**Exercise data**.

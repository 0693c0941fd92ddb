// SPDX-License-Identifier: BUSL-1.1
// Copyright (c) 2026 Alfred Jean LLC

//! Workflow identifier.

use crate::platform::Platform;
use serde::{Deserialize, Serialize};
use std::borrow::Borrow;
use std::fmt;

/// Identifier of a workflow definition (e.g. `gmarket-update-v2`).
#[derive(Debug, Clone, PartialEq, Eq, Hash, Serialize, Deserialize)]
pub struct WorkflowId(pub String);

impl WorkflowId {
    pub fn new(id: impl Into<String>) -> Self {
        Self(id.into())
    }

    /// The scheduled product-update workflow for a platform.
    pub fn update_for(platform: &Platform) -> Self {
        Self(format!("{}-update-v2", platform))
    }

    pub fn as_str(&self) -> &str {
        &self.0
    }
}

impl fmt::Display for WorkflowId {
    fn fmt(&self, f: &mut fmt::Formatter<'_>) -> fmt::Result {
        write!(f, "{}", self.0)
    }
}

impl From<String> for WorkflowId {
    fn from(s: String) -> Self {
        Self(s)
    }
}

impl From<&str> for WorkflowId {
    fn from(s: &str) -> Self {
        Self(s.to_string())
    }
}

impl PartialEq<str> for WorkflowId {
    fn eq(&self, other: &str) -> bool {
        self.0 == other
    }
}

impl PartialEq<&str> for WorkflowId {
    fn eq(&self, other: &&str) -> bool {
        self.0 == *other
    }
}

impl Borrow<str> for WorkflowId {
    fn borrow(&self) -> &str {
        &self.0
    }
}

**Problem description**. Which lines of the entries above contain the string "PartialEq"? Copy each one.

**Answer to this task**.
#[derive(Debug, Clone, PartialEq, Eq, Hash, Serialize, Deserialize)]
impl PartialEq<str> for WorkflowId {
impl PartialEq<&str> for WorkflowId {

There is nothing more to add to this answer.